Over the next few months we would call and visit. She would often make remarks about not having much time left or being tired. We couldn't help noticing how frail she seemed. Her determination again showed itself for the memorial of 2011. She wanted to attend but her health would not permit it. In order for her to not miss the celebration, the brothers arranged to conduct a memorial in one of the rooms at her nursing home. After we left our memorial a number of friends went to the second memorial at the nursing home. We were all so happy to see her and she smiled so much. She actually seemed a bit overwhelmed by so many being there. We could tell though she was happy and she made her goal- to be at the memorial!
After we left we stopped to get a hot chocolate on the way home. It was much later in the evening and we saw another family from the congregation at the store. They had asked us why we were still dressed so late and we replied "oh, we just came from the memorial for Sister Keck." They had stunned looks on their faces and we just realized what we had said! "No!", we quickly corrected ourselves and explained what we meant. We all had a good laugh about it and went our separate ways. Sadly though just a few days later she did pass away.

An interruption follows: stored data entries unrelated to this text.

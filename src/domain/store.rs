use std::fmt;
use std::str::FromStr;

use chrono::{DateTime, Utc};
use serde::{Deserialize, Serialize};
use uuid::Uuid;

use super::errors::DomainError;

#[derive(Debug, Clone, Copy, PartialEq, Eq, Hash, Serialize, Deserialize)]
#[serde(rename_all = "snake_case")]
pub enum Platform {
    Shopify,
    Squarespace,
    Wix,
}

impl Platform {
    pub fn as_str(&self) -> &'static str {
        match self {
            Platform::Shopify => "shopify",
            Platform::Squarespace => "squarespace",
            Platform::Wix => "wix",
        }
    }
}

impl fmt::Display for Platform {
    fn fmt(&self, f: &mut fmt::Formatter<'_>) -> fmt::Result {
        f.write_str(self.as_str())
    }
}

impl FromStr for Platform {
    type Err = DomainError;

    fn from_str(s: &str) -> Result<Self, Self::Err> {
        match s {
            "shopify" => Ok(Platform::Shopify),
            "squarespace" => Ok(Platform::Squarespace),
            "wix" => Ok(Platform::Wix),
            other => Err(DomainError::validation(format!("unknown platform '{other}'"))),
        }
    }
}

/// A merchant's connection to one storefront. Managed elsewhere; this
/// subsystem reads it and flags re-authentication or uninstall.
#[derive(Debug, Clone, PartialEq)]
pub struct Store {
    pub id: Uuid,
    pub platform: Platform,
    pub shop_domain: String,
    pub access_token: String,
    pub owner_user_id: Uuid,
    pub needs_reauth: bool,
    pub uninstalled_at: Option<DateTime<Utc>>,
    pub fulfillment_service_id: Option<String>,
    pub fulfillment_location_id: Option<String>,
}

impl Store {
    pub fn is_active(&self) -> bool {
        self.uninstalled_at.is_none()
    }
}

/// Storefront product variant as populated by catalog sync.
#[derive(Debug, Clone, PartialEq, Eq)]
pub struct ProductVariant {
    pub id: Uuid,
    pub store_id: Uuid,
    pub external_id: String,
    pub inventory_item_id: Option<String>,
}
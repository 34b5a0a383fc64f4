pub mod application;
pub mod config;
pub mod db;
pub mod domain;
pub mod errors;
pub mod handlers;
pub mod infrastructure;
pub mod schema;

use actix_web::{middleware::Logger, web, App, HttpServer};
use diesel_migrations::{embed_migrations, EmbeddedMigrations, MigrationHarness};
use utoipa::OpenApi;
use utoipa_swagger_ui::SwaggerUi;

use domain::errors::DomainError;
use handlers::{ApiDoc, AppState};

pub use db::{create_pool, DbPool};

pub const MIGRATIONS: EmbeddedMigrations = embed_migrations!("migrations");

/// Run any pending Diesel migrations against the pool's database.
pub fn run_migrations(pool: &DbPool) -> Result<(), DomainError> {
    let mut conn = pool.get()?;
    conn.run_pending_migrations(MIGRATIONS)
        .map_err(|e| DomainError::Internal(format!("migrations failed: {e}")))?;
    Ok(())
}

/// Build and return an actix-web `Server` bound to `host:port`.
///
/// The caller is responsible for running the returned server.
pub fn build_server(
    state: web::Data<AppState>,
    host: &str,
    port: u16,
) -> std::io::Result<actix_web::dev::Server> {
    let openapi = ApiDoc::openapi();
    Ok(HttpServer::new(move || {
        App::new()
            .app_data(state.clone())
            .wrap(Logger::default())
            .configure(handlers::configure)
            .service(
                SwaggerUi::new("/swagger-ui/{_:.*}")
                    .url("/api-docs/openapi.json", openapi.clone()),
            )
    })
    .bind((host.to_string(), port))?
    .run())
}
pub mod http;
pub mod memory;
pub mod models;
pub mod order_repo;
pub mod platforms;
pub mod production_client;
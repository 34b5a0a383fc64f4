use std::collections::HashSet;
use std::sync::Arc;

use chrono::NaiveDate;
use log::{info, warn};
use serde_json::json;

use super::mapping_service::resolve_item;
use super::order_service::{active_items, lock_by_uid, transition};
use crate::domain::activity::{Actor, OrderActivity};
use crate::domain::errors::{DomainError, ExternalApiError};
use crate::domain::mapping::{MappingSource, ResolvedItem, VariantMapping};
use crate::domain::order::{Order, OrderEvent};
use crate::domain::ports::{OrderStore, OrderTx};
use crate::domain::production::{DraftOrderBody, DraftOrderItem, DraftOrderRequest, ProductionApi};

/// Why an order did not enter production. The order stays `draft`.
#[derive(Debug, Clone, PartialEq, Eq)]
pub enum SubmissionFailure {
    NoEligibleItems,
    Rejected { status: u16, message: String },
    ServerError { status: u16, message: String },
    Timeout,
    Unreachable(String),
}

impl From<ExternalApiError> for SubmissionFailure {
    fn from(e: ExternalApiError) -> Self {
        match e {
            ExternalApiError::Client { status, message } => {
                SubmissionFailure::Rejected { status, message }
            }
            ExternalApiError::Server { status, message } => {
                SubmissionFailure::ServerError { status, message }
            }
            ExternalApiError::Timeout => SubmissionFailure::Timeout,
            ExternalApiError::Transport(msg) => SubmissionFailure::Unreachable(msg),
        }
    }
}

impl SubmissionFailure {
    pub fn message(&self) -> String {
        match self {
            SubmissionFailure::NoEligibleItems => {
                "no active item has a variant mapping".to_string()
            }
            SubmissionFailure::Rejected { status, message } => {
                format!("production rejected order ({status}): {message}")
            }
            SubmissionFailure::ServerError { status, message } => {
                format!("production server error ({status}): {message}")
            }
            SubmissionFailure::Timeout => "production API timed out".to_string(),
            SubmissionFailure::Unreachable(msg) => format!("production API unreachable: {msg}"),
        }
    }
}

#[derive(Debug, Clone, PartialEq)]
pub enum SubmissionResult {
    Submitted {
        order: Order,
        production_order_id: Option<String>,
        promised_dispatch_date: Option<NaiveDate>,
        submitted_items: usize,
    },
    Failed(SubmissionFailure),
}

impl SubmissionResult {
    pub fn is_success(&self) -> bool {
        matches!(self, SubmissionResult::Submitted { .. })
    }
}

/// Resolved items paired with the frozen copies they will be produced from.
struct Plan {
    snapshots: Vec<VariantMapping>,
    request: DraftOrderRequest,
    items: usize,
}

fn build_plan(order: &Order, resolved: Vec<ResolvedItem>) -> Plan {
    let mut seen = HashSet::new();
    let mut snapshots = Vec::new();
    let mut entries = Vec::new();

    for item in resolved {
        if !seen.insert(item.order_item_id) {
            continue;
        }
        for mapping in item.mappings {
            let frozen = match item.source {
                MappingSource::Snapshot => mapping,
                MappingSource::CatalogDefault => {
                    let copy = mapping.snapshot_for(item.order_item_id);
                    snapshots.push(copy.clone());
                    copy
                }
            };
            entries.push(DraftOrderItem {
                variant_mapping_id: frozen.id,
                image_id: frozen.image_id.clone(),
                frame_sku_id: frozen.frame.frame_sku_id.clone(),
                cx: frozen.crop.cx,
                cy: frozen.crop.cy,
                cw: frozen.crop.cw,
                ch: frozen.crop.ch,
                width: frozen.frame.width,
                height: frozen.frame.height,
                unit: frozen.frame.unit.clone(),
                quantity: item.quantity,
            });
        }
    }

    Plan {
        snapshots,
        request: DraftOrderRequest {
            draft_order: DraftOrderBody {
                reference: order.uid.clone(),
                draft_order_items: entries,
            },
        },
        items: seen.len(),
    }
}

#[derive(Clone)]
pub struct SubmissionService {
    store: Arc<dyn OrderStore>,
    production: Arc<dyn ProductionApi>,
    calls_production: bool,
}

impl SubmissionService {
    /// With `calls_production` off, `submit` only performs the state
    /// transition and production is started out of band.
    pub fn new(
        store: Arc<dyn OrderStore>,
        production: Arc<dyn ProductionApi>,
        calls_production: bool,
    ) -> Self {
        Self {
            store,
            production,
            calls_production,
        }
    }

    /// `draft → in_production`. The transition commits only when the
    /// production API accepts the order; the order row stays locked for the
    /// duration of the call so concurrent submits serialize.
    pub fn submit(&self, actor: Actor, uid: &str) -> Result<SubmissionResult, DomainError> {
        self.store.transaction(|tx| {
            let mut order = lock_by_uid(tx, uid)?;
            if !order.may(OrderEvent::BeginProduction) {
                return Err(DomainError::StateTransition {
                    action: OrderEvent::BeginProduction.action(),
                    state: order.status.to_string(),
                });
            }

            let resolved = resolve_order(tx, &order)?;
            if resolved.is_empty() {
                return record_failure(tx, &order, actor, SubmissionFailure::NoEligibleItems);
            }
            let plan = build_plan(&order, resolved);

            let ack = if self.calls_production {
                match self.production.create_draft_order(&plan.request) {
                    Ok(ack) => Some(ack),
                    Err(e) => return record_failure(tx, &order, actor, e.into()),
                }
            } else {
                None
            };

            for snapshot in &plan.snapshots {
                tx.insert_mapping(snapshot)?;
            }
            if let Some(ack) = &ack {
                order.production_order_id = Some(ack.production_order_id.clone());
                order.promised_dispatch_date = ack.promised_dispatch_date;
            }
            transition(tx, &mut order, OrderEvent::BeginProduction, actor)?;
            tx.record_activity(
                &OrderActivity::new(order.id, actor, "submitted", "order sent to production")
                    .with_details(json!({
                        "production_order_id": order.production_order_id,
                        "promised_dispatch_date": order.promised_dispatch_date,
                        "items": plan.items,
                    })),
            )?;
            info!(
                "order {} submitted ({} items, production id {:?})",
                order.uid, plan.items, order.production_order_id
            );

            Ok(SubmissionResult::Submitted {
                production_order_id: order.production_order_id.clone(),
                promised_dispatch_date: order.promised_dispatch_date,
                submitted_items: plan.items,
                order,
            })
        })
    }
}

fn resolve_order(tx: &mut dyn OrderTx, order: &Order) -> Result<Vec<ResolvedItem>, DomainError> {
    let mut resolved = Vec::new();
    for item in active_items(tx, order.id)? {
        match resolve_item(tx, &item, order.country_code.as_deref())? {
            Some(r) => resolved.push(r),
            None => warn!("order {} item {} has no variant mapping, skipped", order.uid, item.id),
        }
    }
    Ok(resolved)
}

fn record_failure(
    tx: &mut dyn OrderTx,
    order: &Order,
    actor: Actor,
    failure: SubmissionFailure,
) -> Result<SubmissionResult, DomainError> {
    warn!("order {} submission failed: {}", order.uid, failure.message());
    tx.record_activity(&OrderActivity::new(
        order.id,
        actor,
        "submission_failed",
        failure.message(),
    ))?;
    Ok(SubmissionResult::Failed(failure))
}

#[cfg(test)]
mod tests {
    use super::*;
    use crate::application::testing::Fixture;
    use crate::domain::order::OrderStatus;
    use crate::domain::production::ProductionAck;

    #[test]
    fn successful_submission_moves_to_production_and_freezes_mappings() {
        let fx = Fixture::new();
        let order = fx.draft_order_with_items(&[1, 2]);
        fx.map_all_items(&order);
        fx.production.respond(Ok(ProductionAck {
            production_order_id: "P-77".into(),
            promised_dispatch_date: NaiveDate::from_ymd_opt(2026, 11, 2),
        }));

        let result = fx.services.submissions.submit(Actor::System, &order.uid).unwrap();
        let SubmissionResult::Submitted { order: submitted, submitted_items, .. } = result else {
            panic!("expected success, got {result:?}");
        };
        assert_eq!(submitted.status, OrderStatus::InProduction);
        assert_eq!(submitted.production_order_id.as_deref(), Some("P-77"));
        assert_eq!(submitted_items, 2);

        let request = fx.production.last_request().unwrap();
        assert_eq!(request.draft_order.draft_order_items.len(), 2);
        assert_eq!(request.draft_order.reference, order.uid);

        fx.memory.read(|s| {
            let frozen: Vec<_> = s.mappings.values().filter(|m| m.is_frozen()).collect();
            assert_eq!(frozen.len(), 2);
            assert!(request
                .draft_order
                .draft_order_items
                .iter()
                .all(|e| frozen.iter().any(|m| m.id == e.variant_mapping_id)));
        });
    }

    #[test]
    fn client_error_keeps_order_draft() {
        let fx = Fixture::new();
        let order = fx.draft_order_with_items(&[1]);
        fx.map_all_items(&order);
        fx.production.respond(Err(ExternalApiError::from_status(422, "crop outside image")));

        let result = fx.services.submissions.submit(Actor::System, &order.uid).unwrap();
        assert_eq!(
            result,
            SubmissionResult::Failed(SubmissionFailure::Rejected {
                status: 422,
                message: "crop outside image".into()
            })
        );
        fx.memory.read(|s| {
            assert_eq!(s.orders[&order.id].status, OrderStatus::Draft);
            assert!(s.mappings.values().all(|m| !m.is_frozen()));
            assert!(s.activities_for(order.id).iter().any(|a| a.kind == "submission_failed"));
            assert!(s.outbox.is_empty());
        });
    }

    #[test]
    fn server_error_and_timeout_are_reported_distinctly() {
        let fx = Fixture::new();
        let order = fx.draft_order_with_items(&[1]);
        fx.map_all_items(&order);

        fx.production.respond(Err(ExternalApiError::from_status(503, "maintenance")));
        let result = fx.services.submissions.submit(Actor::System, &order.uid).unwrap();
        assert!(matches!(
            result,
            SubmissionResult::Failed(SubmissionFailure::ServerError { status: 503, .. })
        ));

        fx.production.respond(Err(ExternalApiError::Timeout));
        let result = fx.services.submissions.submit(Actor::System, &order.uid).unwrap();
        assert_eq!(result, SubmissionResult::Failed(SubmissionFailure::Timeout));
        assert_eq!(fx.production.calls(), 2);
    }

    #[test]
    fn unmapped_order_is_not_sent() {
        let fx = Fixture::new();
        let order = fx.draft_order_with_items(&[1]);

        let result = fx.services.submissions.submit(Actor::System, &order.uid).unwrap();
        assert_eq!(result, SubmissionResult::Failed(SubmissionFailure::NoEligibleItems));
        assert_eq!(fx.production.calls(), 0);
    }

    #[test]
    fn submit_only_from_draft() {
        let fx = Fixture::new();
        let order = fx.draft_order_with_items(&[1]);
        fx.map_all_items(&order);
        fx.services.orders.cancel(Actor::System, &order.uid).unwrap();

        let err = fx.services.submissions.submit(Actor::System, &order.uid).unwrap_err();
        assert!(matches!(err, DomainError::StateTransition { action: "submit", .. }));
        assert_eq!(fx.production.calls(), 0);
    }

    #[test]
    fn resubmission_after_reopen_reuses_snapshots() {
        let fx = Fixture::new();
        let order = fx.draft_order_with_items(&[1]);
        fx.map_all_items(&order);

        assert!(fx.services.submissions.submit(Actor::System, &order.uid).unwrap().is_success());
        let first = fx.production.last_request().unwrap();
        fx.services.orders.cancel(Actor::System, &order.uid).unwrap();
        fx.services.orders.reopen(Actor::System, &order.uid).unwrap();

        // Catalog edits after the first submission must not leak into the order.
        fx.memory.seed(|s| {
            for m in s.mappings.values_mut().filter(|m| m.is_default) {
                m.frame.frame_sku_id = "FR-CHANGED".into();
            }
        });
        assert!(fx.services.submissions.submit(Actor::System, &order.uid).unwrap().is_success());
        let second = fx.production.last_request().unwrap();

        assert_eq!(first.draft_order.draft_order_items, second.draft_order.draft_order_items);
        fx.memory.read(|s| assert_eq!(s.mappings.values().filter(|m| m.is_frozen()).count(), 1));
    }

    #[test]
    fn start_only_mode_skips_production_call() {
        let fx = Fixture::with_production_calls(false);
        let order = fx.draft_order_with_items(&[1]);
        fx.map_all_items(&order);

        let result = fx.services.submissions.submit(Actor::System, &order.uid).unwrap();
        assert!(result.is_success());
        assert_eq!(fx.production.calls(), 0);
    }
}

Perhaps because it is again the time of year for the memorial I find myself thinking about Lois Keck. Often my eyes well up with tears but then a smile takes over. I remember her strength and determination. I remember her loyalty, her hospitality and her consistency. Sometimes when people pass away we tend to make them "saints" so to speak, only thinking of the good. She was not perfect to be sure. She had her opinions and let you know them. But she truly loved Jehovah and always would talk about him and have an encouraging word for any who would listen.
We never got to tell Sister Keck of our plans to be Needgreaters. By the time we decided to pursue this course she had become "forgetful" and her health was beginning to fail. I have to think she would have been happy for us, perhaps a bit concerned, but still happy. Although she was not family we miss her dearly and are looking forward to seeing her in the resurrection. When we see her again she will be young, vibrant and healthy. Her hands will no longer be bent and wrinkled from arthritis. She will no longer need to hold onto someone's arm for support or be out of breath after a few short paces. We can tell her about the end of this old wicked system and relate our experiences from the field. Sister Keck had said that when she got into the paradise she wanted to run through a field of flowers in her bare feet. Perhaps I'll join her or just watch her enjoying herself running. Then afterwards, maybe I can get her to show me how to make a strawberry pie.